BASE_DIR = Path(r"c:/Users/msi/Desktop/uidai")
enrol_dir = BASE_DIR / "api_data_aadhar_enrolment" / "api_data_aadhar_enrolment"
demo_dir = BASE_DIR / "api_data_aadhar_demographic" / "api_data_aadhar_demographic"
bio_dir = BASE_DIR / "api_data_aadhar_biometric" / "api_data_aadhar_biometric"
print("Directories configured.")

Directories configured.


In [None]:
# Data Loading Functions
def load_and_concat_csvs(directory: Path, prefix: str) -> pd.DataFrame:
    csv_files = sorted([p for p in directory.glob(f"{prefix}_*.csv")])
    if not csv_files:
        raise FileNotFoundError(f"No CSV files found in {directory} with prefix {prefix}")
    frames = [pd.read_csv(file_path) for file_path in csv_files]
    return pd.concat(frames, ignore_index=True)

def parse_common_fields(df: pd.DataFrame) -> pd.DataFrame:
    df = df.copy()
    df["date"] = pd.to_datetime(df["date"], format="%d-%m-%Y", errors="coerce")
    for column in ["state", "district"]:
        if column in df.columns:
            df[column] = df[column].astype(str).str.strip()
    if "pincode" in df.columns:
        df["pincode"] = df["pincode"].astype(str).str.zfill(6)
    return df

print("Data loading functions defined.")

In [None]:
# Load all three datasets
print("Loading enrolment dataset...")
enrol_raw = load_and_concat_csvs(enrol_dir, "api_data_aadhar_enrolment")
enrol = parse_common_fields(enrol_raw)

print("Loading demographic updates dataset...")
demo_raw = load_and_concat_csvs(demo_dir, "api_data_aadhar_demographic")
demo = parse_common_fields(demo_raw)

print("Loading biometric updates dataset...")
bio_raw = load_and_concat_csvs(bio_dir, "api_data_aadhar_biometric")
bio = parse_common_fields(bio_raw)

print(f"Enrolment: {len(enrol)} rows")
print(f"Demographic: {len(demo)} rows")
print(f"Biometric: {len(bio)} rows")

In [None]:
# Data Quality Checks
print("\n=== ENROLMENT DATASET ===")
print(f"Date range: {enrol['date'].min()} to {enrol['date'].max()}")
print(f"States: {enrol['state'].nunique()}, Districts: {enrol['district'].nunique()}, Pincodes: {enrol['pincode'].nunique()}")
print(f"Duplicates: {enrol[['date', 'state', 'district', 'pincode']].duplicated().mean():.2%}")

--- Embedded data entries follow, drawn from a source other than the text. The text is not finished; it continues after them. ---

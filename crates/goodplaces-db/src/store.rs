//! [`Store`] implementation over a rusqlite connection.

use goodplaces_ledger::ops::{ColumnChange, SchemaOp};
use goodplaces_ledger::{DataAccess, SqlValue, Store, StoreError, StoreTransaction};
use rusqlite::types::{Value, ValueRef};
use rusqlite::{params_from_iter, Connection, ErrorCode, OptionalExtension};

use crate::rebuild::{rebuild_table, Change};
use crate::render;

/// Table holding one row per applied head.
pub const VERSION_TABLE: &str = "_ledger_version";

/// Single-row table backing the advisory lock.
pub const LOCK_TABLE: &str = "_ledger_lock";

/// The holder of the migration lock.
#[derive(Debug, Clone, PartialEq, Eq)]
pub struct LockInfo {
    /// Owner recorded when the lock was taken.
    pub owner: String,
    /// Acquisition time (UTC, SQLite `datetime` format).
    pub acquired_at: String,
}

/// A migration store backed by a SQLite connection.
#[derive(Debug)]
pub struct SqliteStore<'c> {
    conn: &'c mut Connection,
    /// `PRAGMA foreign_keys` before the lock was taken.
    foreign_keys: Option<bool>,
}

impl<'c> SqliteStore<'c> {
    /// Wraps a connection.
    pub fn new(conn: &'c mut Connection) -> Self {
        Self {
            conn,
            foreign_keys: None,
        }
    }

    /// The wrapped connection.
    pub fn connection(&self) -> &Connection {
        &*self.conn
    }

    /// Current lock holder, if any.
    ///
    /// # Errors
    ///
    /// Returns [`StoreError::Backend`] if the lock table cannot be read.
    pub fn lock_holder(&self) -> Result<Option<LockInfo>, StoreError> {
        lock_holder(&*self.conn)
    }
}

impl Store for SqliteStore<'_> {
    type Transaction<'a> = SqliteTransaction<'a> where Self: 'a;

    fn read_versions(&mut self) -> Result<Vec<String>, StoreError> {
        if !table_exists(&*self.conn, VERSION_TABLE)? {
            return Ok(Vec::new());
        }
        let mut stmt = self
            .conn
            .prepare(&format!(
                "SELECT version_num FROM {VERSION_TABLE} ORDER BY rowid"
            ))
            .map_err(StoreError::backend)?;
        let versions = stmt
            .query_map([], |row| row.get::<_, String>(0))
            .map_err(StoreError::backend)?
            .collect::<Result<Vec<_>, _>>()
            .map_err(StoreError::backend)?;
        Ok(versions)
    }

    fn begin(&mut self) -> Result<SqliteTransaction<'_>, StoreError> {
        let tx = self.conn.transaction().map_err(StoreError::backend)?;
        Ok(SqliteTransaction { tx })
    }

    fn acquire_lock(&mut self, owner: &str) -> Result<(), StoreError> {
        self.conn
            .execute_batch(&format!(
                "CREATE TABLE IF NOT EXISTS {LOCK_TABLE} (
                    id INTEGER PRIMARY KEY CHECK (id = 1),
                    owner TEXT NOT NULL,
                    acquired_at TEXT NOT NULL DEFAULT (datetime('now'))
                );"
            ))
            .map_err(StoreError::backend)?;

        let inserted = self.conn.execute(
            &format!("INSERT INTO {LOCK_TABLE} (id, owner) VALUES (1, ?1)"),
            [owner],
        );
        match inserted {
            Ok(_) => {}
            Err(rusqlite::Error::SqliteFailure(err, _))
                if err.code == ErrorCode::ConstraintViolation =>
            {
                let holder = lock_holder(&*self.conn)?.unwrap_or_else(|| LockInfo {
                    owner: "unknown".to_string(),
                    acquired_at: "unknown".to_string(),
                });
                return Err(StoreError::LockHeld {
                    owner: holder.owner,
                    since: holder.acquired_at,
                });
            }
            Err(err) => return Err(StoreError::backend(err)),
        }

        if let Err(err) = self.disable_foreign_keys() {
            if let Err(cleanup) = delete_lock_row(&*self.conn, owner) {
                tracing::warn!(owner, error = %cleanup, "failed to remove lock row after setup failure");
            }
            return Err(err);
        }
        Ok(())
    }

    fn release_lock(&mut self, owner: &str) -> Result<(), StoreError> {
        // Both steps always run; the first failure is reported.
        let restored = match self.foreign_keys.take() {
            Some(enforced) => self
                .conn
                .execute_batch(&format!(
                    "PRAGMA foreign_keys = {};",
                    if enforced { "ON" } else { "OFF" }
                ))
                .map_err(StoreError::backend),
            None => Ok(()),
        };
        let deleted = delete_lock_row(&*self.conn, owner);
        restored.and(deleted)
    }
}

impl SqliteStore<'_> {
    fn disable_foreign_keys(&mut self) -> Result<(), StoreError> {
        let enforced: bool = self
            .conn
            .query_row("PRAGMA foreign_keys", [], |row| row.get(0))
            .map_err(StoreError::backend)?;
        self.foreign_keys = Some(enforced);
        self.conn
            .execute_batch("PRAGMA foreign_keys = OFF;")
            .map_err(StoreError::backend)
    }
}

fn delete_lock_row(conn: &Connection, owner: &str) -> Result<(), StoreError> {
    conn.execute(
        &format!("DELETE FROM {LOCK_TABLE} WHERE id = 1 AND owner = ?1"),
        [owner],
    )
    .map(|_| ())
    .map_err(StoreError::backend)
}

/// Clears the migration lock whoever holds it, returning the previous
/// holder. For locks left behind by a crashed run.
///
/// # Errors
///
/// Returns [`StoreError::Backend`] on SQLite failures.
pub fn force_unlock(conn: &Connection) -> Result<Option<LockInfo>, StoreError> {
    let holder = lock_holder(conn)?;
    if holder.is_some() {
        conn.execute(&format!("DELETE FROM {LOCK_TABLE}"), [])
            .map_err(StoreError::backend)?;
    }
    Ok(holder)
}

fn lock_holder(conn: &Connection) -> Result<Option<LockInfo>, StoreError> {
    if !table_exists(conn, LOCK_TABLE)? {
        return Ok(None);
    }
    conn.query_row(
        &format!("SELECT owner, acquired_at FROM {LOCK_TABLE} WHERE id = 1"),
        [],
        |row| {
            Ok(LockInfo {
                owner: row.get(0)?,
                acquired_at: row.get(1)?,
            })
        },
    )
    .optional()
    .map_err(StoreError::backend)
}

fn table_exists(conn: &Connection, table: &str) -> Result<bool, StoreError> {
    conn.query_row(
        "SELECT EXISTS(SELECT 1 FROM sqlite_master WHERE type = 'table' AND name = ?1)",
        [table],
        |row| row.get(0),
    )
    .map_err(StoreError::backend)
}

/// An open SQLite transaction. Rolls back when dropped.
#[derive(Debug)]
pub struct SqliteTransaction<'a> {
    tx: rusqlite::Transaction<'a>,
}

impl SqliteTransaction<'_> {
    fn rebuild(&self, table: &str, change: Change<'_>) -> Result<(), StoreError> {
        rebuild_table(&self.tx, table, change)
    }

    fn run(&self, sql: &str) -> Result<(), StoreError> {
        tracing::debug!(sql, "executing");
        self.tx.execute_batch(sql).map_err(StoreError::backend)
    }

    fn require_table(&self, table: &str) -> Result<(), StoreError> {
        if table_exists(&self.tx, table)? {
            Ok(())
        } else {
            Err(StoreError::TableNotFound(table.to_string()))
        }
    }
}

impl DataAccess for SqliteTransaction<'_> {
    fn execute(&mut self, sql: &str, params: &[SqlValue]) -> Result<usize, StoreError> {
        tracing::debug!(sql, params = params.len(), "data statement");
        self.tx
            .execute(sql, params_from_iter(params.iter().map(to_value)))
            .map_err(StoreError::backend)
    }

    fn query(&mut self, sql: &str, params: &[SqlValue]) -> Result<Vec<Vec<SqlValue>>, StoreError> {
        tracing::debug!(sql, params = params.len(), "data query");
        let mut stmt = self.tx.prepare(sql).map_err(StoreError::backend)?;
        let width = stmt.column_count();
        let mut rows = stmt
            .query(params_from_iter(params.iter().map(to_value)))
            .map_err(StoreError::backend)?;
        let mut out = Vec::new();
        while let Some(row) = rows.next().map_err(StoreError::backend)? {
            let mut values = Vec::with_capacity(width);
            for idx in 0..width {
                values.push(from_value_ref(row.get_ref(idx).map_err(StoreError::backend)?));
            }
            out.push(values);
        }
        Ok(out)
    }
}

impl StoreTransaction for SqliteTransaction<'_> {
    fn apply(&mut self, op: &SchemaOp) -> Result<(), StoreError> {
        match op {
            SchemaOp::CreateTable(table) => self.run(&render::create_table(table)),
            SchemaOp::DropTable { table } => {
                self.require_table(table)?;
                self.run(&render::drop_table(table))
            }
            SchemaOp::CreateIndex(index) => {
                self.require_table(&index.table)?;
                self.run(&render::create_index(index))
            }
            SchemaOp::DropIndex { name, .. } => self.run(&render::drop_index(name)),
            SchemaOp::AddColumn { table, column } => {
                self.require_table(table)?;
                let native = column.default.as_ref().map_or(column.nullable, |default| {
                    default.is_constant()
                });
                if native {
                    self.run(&render::add_column(table, column))
                } else {
                    self.rebuild(table, Change::AddColumn(column))
                }
            }
            SchemaOp::DropColumn { table, column } => {
                self.rebuild(table, Change::DropColumn(column))
            }
            SchemaOp::AddConstraint { table, constraint } => {
                self.rebuild(table, Change::AddConstraint(constraint))
            }
            SchemaOp::DropConstraint { table, name, kind } => self.rebuild(
                table,
                Change::DropConstraint {
                    name,
                    kind: *kind,
                },
            ),
            SchemaOp::AlterColumn {
                table,
                column,
                change: ColumnChange::Rename { to },
            } => {
                self.require_table(table)?;
                self.run(&render::rename_column(table, column, to))
            }
            SchemaOp::AlterColumn {
                table,
                column,
                change,
            } => self.rebuild(table, Change::AlterColumn { column, change }),
            SchemaOp::Execute { sql } => self.run(sql),
        }
    }

    fn write_versions(&mut self, heads: &[String]) -> Result<(), StoreError> {
        self.tx
            .execute_batch(&format!(
                "CREATE TABLE IF NOT EXISTS {VERSION_TABLE} (
                    version_num TEXT NOT NULL PRIMARY KEY
                );
                DELETE FROM {VERSION_TABLE};"
            ))
            .map_err(StoreError::backend)?;
        for head in heads {
            self.tx
                .execute(
                    &format!("INSERT INTO {VERSION_TABLE} (version_num) VALUES (?1)"),
                    [head],
                )
                .map_err(StoreError::backend)?;
        }
        Ok(())
    }

    fn check_integrity(&mut self) -> Result<(), StoreError> {
        let mut stmt = self
            .tx
            .prepare("PRAGMA foreign_key_check")
            .map_err(StoreError::backend)?;
        let violations = stmt
            .query_map([], |row| {
                Ok((
                    row.get::<_, String>(0)?,
                    row.get::<_, Option<i64>>(1)?,
                    row.get::<_, String>(2)?,
                ))
            })
            .map_err(StoreError::backend)?
            .collect::<Result<Vec<_>, _>>()
            .map_err(StoreError::backend)?;

        match violations.first() {
            None => Ok(()),
            Some((table, rowid, parent)) => Err(StoreError::Integrity(format!(
                "{} foreign key violation(s); first: {table} row {} references missing {parent} row",
                violations.len(),
                rowid.map_or_else(|| "?".to_string(), |id| id.to_string())
            ))),
        }
    }

    fn commit(self) -> Result<(), StoreError> {
        self.tx.commit().map_err(StoreError::backend)
    }
}

fn to_value(value: &SqlValue) -> Value {
    match value {
        SqlValue::Null => Value::Null,
        SqlValue::Integer(v) => Value::Integer(*v),
        SqlValue::Real(v) => Value::Real(*v),
        SqlValue::Text(v) => Value::Text(v.clone()),
        SqlValue::Blob(v) => Value::Blob(v.clone()),
    }
}

fn from_value_ref(value: ValueRef<'_>) -> SqlValue {
    match value {
        ValueRef::Null => SqlValue::Null,
        ValueRef::Integer(v) => SqlValue::Integer(v),
        ValueRef::Real(v) => SqlValue::Real(v),
        ValueRef::Text(v) => SqlValue::Text(String::from_utf8_lossy(v).into_owned()),
        ValueRef::Blob(v) => SqlValue::Blob(v.to_vec()),
    }
}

print("\n=== DEMOGRAPHIC UPDATES DATASET ===")
print(f"Date range: {demo['date'].min()} to {demo['date'].max()}")
print(f"States: {demo['state'].nunique()}, Districts: {demo['district'].nunique()}, Pincodes: {demo['pincode'].nunique()}")
print(f"Duplicates: {demo[['date', 'state', 'district', 'pincode']].duplicated().mean():.2%}")

print("\n=== BIOMETRIC UPDATES DATASET ===")
print(f"Date range: {bio['date'].min()} to {bio['date'].max()}")
print(f"States: {bio['state'].nunique()}, Districts: {bio['district'].nunique()}, Pincodes: {bio['pincode'].nunique()}")
print(f"Duplicates: {bio[['date', 'state', 'district', 'pincode']].duplicated().mean():.2%}")

In [None]:
# Aggregate Enrolments by State
enrol["total_enrol"] = enrol["age_0_5"] + enrol["age_5_17"] + enrol["age_18_greater"]
enrol_state_total = enrol.groupby("state", as_index=False)[
    ["age_0_5", "age_5_17", "age_18_greater", "total_enrol"]
].sum()

# Age-share within each state
for column in ["age_0_5", "age_5_17", "age_18_greater"]:
    enrol_state_total[f"share_{column}"] = enrol_state_total[column] / enrol_state_total["total_enrol"]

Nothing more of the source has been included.